Viaje a las cosas mismas
Albert Renger-Patzsch fue uno de los artistas que liberaron a la fotografía de su servidumbre de la pintura. Una exposición en Madrid recorre su obra
Albert Renger-Patzsch fue uno de los que liberaron a la fotografía de su servidumbre de la pintura y le dieron dignidad artística propia. Aquella servidumbre no era desde luego forzada. La fotografía, una vez asentada como práctica, quiso emular a la pintura. Más que un paisaje buscaba hacer un Corot y en las vistas urbanas no olvidaba la atmósfera impresionista. Renger-Patzsch prefirió ir, según un adagio reiterado en la época (aunque entre filósofos), a las cosas mismas. No por casualidad quiso titular su primer libro Las cosas, aunque al fin el editor impusiera llamarlo El mundo es hermoso.
En esa perspectiva aparecen sus exactas imágenes de cactus, orquídeas y filodendros. Hay en ellas, sin embargo, un eco decimonónico: el entusiasmo por el jardín. Con el jardín, el urbanita quiso compensar su alejamiento de la naturaleza: compra flores inusitadas y aun las produce con sofisticadas polinizaciones. Pero si las imágenes de flores conservan tal aura del pasado, no ocurre así con las de los objetos cotidianos o industriales, como el canalón bajo el alero del tejado o las luces, sombras y reflejos de una cristalería, y con mayor osadía, los aisladores que garantizan el tendido de alta tensión, la pieza cortante de la fresadora o la biela de una máquina de vapor. Más allá de su corrección formal, estas imágenes muestran cuanto generalmente no se ve, aunque estos silenciados objetos hacen posible las relaciones que urden nuestra vida y forman eso que llamamos mundo.
Esta vindicación de las cosas produce un cambio en la percepción. Cambio que se da sobre todo en el primer momento perceptivo, la atención. La atención es lo que nos hace ver. Más aún: según algunos pensadores, es lo que nos vincula a lo existente. Esa es la primera contribución de la obra de Renger-Patzsch. La primera porque, rescatados del anonimato, estos objetos adquieren un claro valor metonímico: son partes que remiten a un todo, a la red de relaciones en las que vivimos, eso que antes llamé mundo.
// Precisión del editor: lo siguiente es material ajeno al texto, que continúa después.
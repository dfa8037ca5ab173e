//! Records produced while processing a document

use crate::error::PipelineError;
use std::fmt;
use strata_domain::{Concept, Relationship};

/// Typed result of one successful extraction
#[derive(Debug, Clone, PartialEq, Default)]
pub struct Extraction {
    /// Concepts in response order
    pub concepts: Vec<Concept>,
    /// Relationships in response order
    pub relationships: Vec<Relationship>,
}

/// Stage at which a chunk was abandoned
#[derive(Debug, Clone, Copy, PartialEq, Eq)]
pub enum ChunkStage {
    /// The model call failed
    Extracting,
    /// The model replied with a malformed response
    Validating,
    /// A graph write failed
    Writing,
}

impl fmt::Display for ChunkStage {
    fn fmt(&self, f: &mut fmt::Formatter<'_>) -> fmt::Result {
        let name = match self {
            ChunkStage::Extracting => "extracting",
            ChunkStage::Validating => "validating",
            ChunkStage::Writing => "writing",
        };
        f.write_str(name)
    }
}

/// Per-chunk state machine
///
/// `Extracting → Validating → Writing → ContextUpdate → Done`, with
/// `Failed` reachable from the first three once retries are exhausted.
#[derive(Debug, Clone, Copy, PartialEq, Eq)]
pub enum ChunkState {
    /// Waiting on the model
    Extracting,
    /// Checking the model's response
    Validating,
    /// Writing concepts and relationships
    Writing,
    /// Feeding the chunk's concepts into the context window
    ContextUpdate,
    /// Finished successfully
    Done,
    /// Abandoned at the given stage
    Failed(ChunkStage),
}

impl fmt::Display for ChunkState {
    fn fmt(&self, f: &mut fmt::Formatter<'_>) -> fmt::Result {
        match self {
            ChunkState::Extracting => f.write_str("extracting"),
            ChunkState::Validating => f.write_str("validating"),
            ChunkState::Writing => f.write_str("writing"),
            ChunkState::ContextUpdate => f.write_str("context_update"),
            ChunkState::Done => f.write_str("done"),
            ChunkState::Failed(stage) => write!(f, "failed({})", stage),
        }
    }
}

/// A chunk that was abandoned
#[derive(Debug, Clone, PartialEq)]
pub struct ChunkFailure {
    /// 0-based chunk index
    pub index: usize,
    /// Where it failed
    pub stage: ChunkStage,
    /// The last error seen
    pub error: PipelineError,
}

/// Outcome of a document run that was not aborted
#[derive(Debug, Clone, PartialEq, Default)]
pub struct RunReport {
    /// Chunks read from the document
    pub chunks_total: usize,
    /// Chunks that reached `Done`
    pub chunks_succeeded: usize,
    /// Concept upserts that succeeded, including those of failed chunks
    pub concepts_written: usize,
    /// Relationships created, including those of failed chunks
    pub relationships_written: usize,
    /// Abandoned chunks, in document order
    pub failures: Vec<ChunkFailure>,
}

impl RunReport {
    /// True when every chunk succeeded
    pub fn is_complete(&self) -> bool {
        self.failures.is_empty()
    }
}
Aún cabe añadir una tercera nota y es el potencial metafórico de estas imágenes: no lo dan por sí mismas de inmediato pero lo impulsan en el espectador sensible.
Este rescate de las cosas no debe separarse del Renger-Patzsch paisajista. Ambas vertientes se unen en las fotos de la cuenca del Ruhr. Más interesantes que las que muestran el orgullo de la industrialización, son las que recogen los desmedrados entornos donde distintas formas de habitación humana coexisten con escombreras y residuos industriales convirtiendo al medio físico en tierra de nadie.
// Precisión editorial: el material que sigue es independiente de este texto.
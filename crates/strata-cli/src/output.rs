//! Output formatting for the CLI.

use crate::error::Result;
use colored::*;
use strata_domain::{Concept, Relationship};
use strata_pipeline::RunReport;
use tabled::{
    builder::Builder,
    settings::{object::Rows, Alignment, Modify, Style},
};

/// Output format.
#[derive(Debug, Clone, Copy, PartialEq, Eq, clap::ValueEnum)]
pub enum OutputFormat {
    /// Table format (default)
    Table,
    /// JSON format
    Json,
}

/// Output formatter.
pub struct Formatter {
    format: OutputFormat,
    color_enabled: bool,
}

impl Formatter {
    /// Create a new formatter.
    pub fn new(format: OutputFormat, color_enabled: bool) -> Self {
        Self {
            format,
            color_enabled,
        }
    }

    /// Format the outcome of a document run.
    pub fn format_report(&self, report: &RunReport) -> Result<String> {
        if self.format == OutputFormat::Json {
            let failures: Vec<serde_json::Value> = report
                .failures
                .iter()
                .map(|f| {
                    serde_json::json!({
                        "chunk": f.index,
                        "stage": f.stage.to_string(),
                        "error": f.error.to_string(),
                    })
                })
                .collect();
            let value = serde_json::json!({
                "chunks_total": report.chunks_total,
                "chunks_succeeded": report.chunks_succeeded,
                "concepts_written": report.concepts_written,
                "relationships_written": report.relationships_written,
                "failures": failures,
            });
            return Ok(serde_json::to_string_pretty(&value)?);
        }

        let mut lines = Vec::new();
        let summary = format!(
            "Processed {}/{} chunks: {} concept(s), {} relationship(s) written",
            report.chunks_succeeded,
            report.chunks_total,
            report.concepts_written,
            report.relationships_written
        );
        if report.is_complete() {
            lines.push(self.success(&summary));
        } else {
            lines.push(self.warning(&summary));
            for failure in &report.failures {
                lines.push(self.error(&format!(
                    "chunk {} failed while {}: {}",
                    failure.index, failure.stage, failure.error
                )));
            }
        }
        Ok(lines.join("\n"))
    }

    /// Format concept nodes.
    pub fn format_concepts(&self, concepts: &[Concept]) -> Result<String> {
        match self.format {
            OutputFormat::Json => {
                let values: Vec<serde_json::Value> = concepts.iter().map(concept_json).collect();
                Ok(serde_json::to_string_pretty(&values)?)
            }
            OutputFormat::Table => {
                if concepts.is_empty() {
                    return Ok(self.colorize("No concepts found.", "yellow"));
                }

                let mut builder = Builder::default();
                builder.push_record(["Name", "Type", "Confidence", "Parent", "Level", "Version"]);
                for concept in concepts {
                    builder.push_record([
                        concept.name.clone(),
                        concept.concept_type.clone(),
                        concept.confidence.to_string(),
                        concept.hierarchy.parent.clone().unwrap_or_default(),
                        concept.hierarchy.level.to_string(),
                        concept.version.to_string(),
                    ]);
                }
                Ok(self.render(builder))
            }
        }
    }

    /// Format relationship edges.
    pub fn format_relationships(&self, relationships: &[Relationship]) -> Result<String> {
        match self.format {
            OutputFormat::Json => {
                let values: Vec<serde_json::Value> =
                    relationships.iter().map(relationship_json).collect();
                Ok(serde_json::to_string_pretty(&values)?)
            }
            OutputFormat::Table => {
                if relationships.is_empty() {
                    return Ok(self.colorize("No relationships found.", "yellow"));
                }

                let mut builder = Builder::default();
                builder.push_record(["Source", "Type", "Target", "Confidence", "Strength", "Category"]);
                for rel in relationships {
                    let metadata = &rel.metadata;
                    builder.push_record([
                        rel.source.clone(),
                        rel.relationship_type.clone(),
                        rel.target.clone(),
                        metadata.confidence.to_string(),
                        format!(
                            "{} / {}",
                            metadata.bidirectional_strength.forward,
                            metadata.bidirectional_strength.backward
                        ),
                        metadata.classification.category.clone(),
                    ]);
                }
                Ok(self.render(builder))
            }
        }
    }

    /// Format the whole graph: concepts, relationships and hierarchy.
    pub fn format_graph(&self, concepts: &[Concept], relationships: &[Relationship]) -> Result<String> {
        if self.format == OutputFormat::Json {
            let value = serde_json::json!({
                "concepts": concepts.iter().map(concept_json).collect::<Vec<_>>(),
                "relationships": relationships.iter().map(relationship_json).collect::<Vec<_>>(),
                "hierarchy": hierarchy(concepts).into_iter().map(hierarchy_json).collect::<Vec<_>>(),
            });
            return Ok(serde_json::to_string_pretty(&value)?);
        }

        let sections = [
            self.heading("Concepts"),
            self.format_concepts(concepts)?,
            self.heading("Relationships"),
            self.format_relationships(relationships)?,
            self.heading("Hierarchy"),
            self.format_hierarchy(concepts)?,
        ];
        Ok(sections.join("\n\n"))
    }

    /// Format the concept hierarchy: concepts with a parent, by level.
    pub fn format_hierarchy(&self, concepts: &[Concept]) -> Result<String> {
        let children = hierarchy(concepts);

        match self.format {
            OutputFormat::Json => {
                let values: Vec<serde_json::Value> =
                    children.into_iter().map(hierarchy_json).collect();
                Ok(serde_json::to_string_pretty(&values)?)
            }
            OutputFormat::Table => {
                if children.is_empty() {
                    return Ok(self.colorize("No hierarchy found.", "yellow"));
                }

                let mut builder = Builder::default();
                builder.push_record(["Concept", "Parent", "Level"]);
                for concept in children {
                    builder.push_record([
                        concept.name.clone(),
                        concept.hierarchy.parent.clone().unwrap_or_default(),
                        concept.hierarchy.level.to_string(),
                    ]);
                }
                Ok(self.render(builder))
            }
        }
    }

    /// Format a section heading.
    pub fn heading(&self, title: &str) -> String {
        if self.color_enabled {
            format!("=== {} ===", title).bold().to_string()
        } else {
            format!("=== {} ===", title)
        }
    }

    /// Format a success message.
    pub fn success(&self, message: &str) -> String {
        self.colorize(&format!("✓ {}", message), "green")
    }

    /// Format an error message.
    pub fn error(&self, message: &str) -> String {
        self.colorize(&format!("✗ {}", message), "red")
    }

    /// Format an info message.
    pub fn info(&self, message: &str) -> String {
        self.colorize(&format!("ℹ {}", message), "blue")
    }

    /// Format a warning message.
    pub fn warning(&self, message: &str) -> String {
        self.colorize(&format!("⚠ {}", message), "yellow")
    }

    fn render(&self, builder: Builder) -> String {
        let mut table = builder.build();
        table
            .with(Style::rounded())
            .with(Modify::new(Rows::first()).with(Alignment::center()));
        table.to_string()
    }

    /// Colorize text if color is enabled.
    fn colorize(&self, text: &str, color: &str) -> String {
        if !self.color_enabled {
            return text.to_string();
        }

        match color {
            "red" => text.red().to_string(),
            "green" => text.green().to_string(),
            "blue" => text.blue().to_string(),
            "yellow" => text.yellow().to_string(),
            _ => text.to_string(),
        }
    }
}

/// Concepts that have a parent, ordered by level
fn hierarchy(concepts: &[Concept]) -> Vec<&Concept> {
    let mut children: Vec<&Concept> = concepts.iter().filter(|c| c.has_parent()).collect();
    children.sort_by_key(|c| c.hierarchy.level);
    children
}

fn hierarchy_json(c: &Concept) -> serde_json::Value {
    serde_json::json!({
        "concept": c.name,
        "parent": c.hierarchy.parent,
        "level": c.hierarchy.level,
    })
}

fn concept_json(c: &Concept) -> serde_json::Value {
    serde_json::json!({
        "name": c.name,
        "type": c.concept_type,
        "description": c.description,
        "confidence": c.confidence.value(),
        "source": {"position": c.source.position, "context": c.source.context},
        "hierarchy": {"parent": c.hierarchy.parent, "level": c.hierarchy.level},
        "version": c.version,
        "references": c.references,
    })
}

fn relationship_json(r: &Relationship) -> serde_json::Value {
    let m = &r.metadata;
    serde_json::json!({
        "source": r.source,
        "type": r.relationship_type,
        "target": r.target,
        "metadata": {
            "confidence": m.confidence.value(),
            "bidirectional_strength": {
                "forward": m.bidirectional_strength.forward.value(),
                "backward": m.bidirectional_strength.backward.value(),
            },
            "temporal": {"first_seen": m.temporal.first_seen, "last_seen": m.temporal.last_seen},
            "classification": {
                "category": m.classification.category,
                "directness": m.classification.directness,
                "strength": m.classification.strength,
            },
            "provenance": {
                "source_context": m.provenance.source_context,
                "extraction_method": m.provenance.extraction_method,
            },
        },
        "properties": r.properties,
    })
}

#[cfg(test)]
mod tests {
    use super::*;
    use strata_domain::{Confidence, Hierarchy, SourceRef};
    use strata_pipeline::{ChunkFailure, ChunkStage, PipelineError};

    fn concept(name: &str, parent: Option<&str>, level: u32) -> Concept {
        Concept {
            name: name.to_string(),
            concept_type: "component".to_string(),
            description: "desc".to_string(),
            confidence: Confidence::new(0.8).unwrap(),
            source: SourceRef {
                position: 1,
                context: "ctx".to_string(),
            },
            hierarchy: Hierarchy {
                parent: parent.map(str::to_string),
                level,
            },
            version: 1,
            references: vec![],
        }
    }

    #[test]
    fn test_report_summary() {
        let formatter = Formatter::new(OutputFormat::Table, false);
        let report = RunReport {
            chunks_total: 3,
            chunks_succeeded: 2,
            concepts_written: 5,
            relationships_written: 1,
            failures: vec![ChunkFailure {
                index: 1,
                stage: ChunkStage::Validating,
                error: PipelineError::Validation(strata_pipeline::ValidationError::single(
                    "analysis: missing required field",
                )),
            }],
        };

        let output = formatter.format_report(&report).unwrap();
        assert!(output.starts_with("⚠ Processed 2/3 chunks: 5 concept(s), 1 relationship(s) written"));
        assert!(output.contains("✗ chunk 1 failed while validating"));
    }

    #[test]
    fn test_report_json() {
        let formatter = Formatter::new(OutputFormat::Json, false);
        let output = formatter.format_report(&RunReport::default()).unwrap();
        let value: serde_json::Value = serde_json::from_str(&output).unwrap();
        assert_eq!(value["chunks_total"], 0);
        assert!(value["failures"].as_array().unwrap().is_empty());
    }

    #[test]
    fn test_concept_table() {
        let formatter = Formatter::new(OutputFormat::Table, false);
        let output = formatter
            .format_concepts(&[concept("Parser", Some("Compiler"), 2)])
            .unwrap();
        assert!(output.contains("Parser"));
        assert!(output.contains("Compiler"));
        assert!(output.contains("0.80"));
    }

    #[test]
    fn test_empty_concepts() {
        let formatter = Formatter::new(OutputFormat::Table, false);
        assert_eq!(formatter.format_concepts(&[]).unwrap(), "No concepts found.");
        assert_eq!(
            formatter.format_relationships(&[]).unwrap(),
            "No relationships found."
        );
    }

    #[test]
    fn test_hierarchy_orders_by_level() {
        let formatter = Formatter::new(OutputFormat::Json, false);
        let concepts = vec![
            concept("Deep", Some("Mid"), 3),
            concept("Root", None, 0),
            concept("Mid", Some("Root"), 1),
        ];

        let output = formatter.format_hierarchy(&concepts).unwrap();
        let value: serde_json::Value = serde_json::from_str(&output).unwrap();
        let names: Vec<&str> = value
            .as_array()
            .unwrap()
            .iter()
            .map(|v| v["concept"].as_str().unwrap())
            .collect();
        assert_eq!(names, vec!["Mid", "Deep"]);
    }

    #[test]
    fn test_graph_sections() {
        let formatter = Formatter::new(OutputFormat::Table, false);
        let output = formatter
            .format_graph(&[concept("Root", None, 0)], &[])
            .unwrap();
        assert!(output.contains("=== Concepts ==="));
        assert!(output.contains("No relationships found."));
        assert!(output.contains("No hierarchy found."));

        let json = Formatter::new(OutputFormat::Json, false)
            .format_graph(&[concept("Root", None, 0)], &[])
            .unwrap();
        let value: serde_json::Value = serde_json::from_str(&json).unwrap();
        assert_eq!(value["concepts"][0]["name"], "Root");
        assert!(value["hierarchy"].as_array().unwrap().is_empty());
    }

    #[test]
    fn test_colorize_disabled() {
        let formatter = Formatter::new(OutputFormat::Table, false);
        assert_eq!(formatter.success("done"), "✓ done");
        assert_eq!(formatter.heading("Concepts"), "=== Concepts ===");
    }
}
Otros contrastes, más formales, sugieren los ritmos. En Malecón con pleamar, los rotundos postes oponen su solidez al ir y venir de las olas, y lo mismo ocurre en la foto de la entrada lateral al Zwinger, en Dresde: el friso de fondo y la firme estructura de la foto contrastan con la ondulación barroca de los escalones.
Más interesante aún es su afán por acumular y comprimir planos. Se rastrea en las vistas de Langeness: el bajo horizonte, más que indagar lo sublime, busca comprimir planos verticales para lograr una profundidad no geométrica. Con más claridad se aprecia en las vistas de bosques de hayas y abetos, donde la profundidad se construye por la acompasada sucesión de planos que definen los árboles. La acumulación de planos es un recurso constructivo que subraya la consistencia del objeto y evita todo atisbo narrativo. Quizá consiga sus mejores resultados en piezas tan diversas entre sí como el Nodo del puente de Duisburgo (cartel anunciador de la muestra) y el muro de Basalto en Eifel. Decididamente, el Renger-Patzsch paisajista y el redentor de objetos (si se me permite la expresión) son inseparables.
Albert Renger-Patzsch. Fundación MAPFRE. Madrid. Hasta el 10 de septiembre.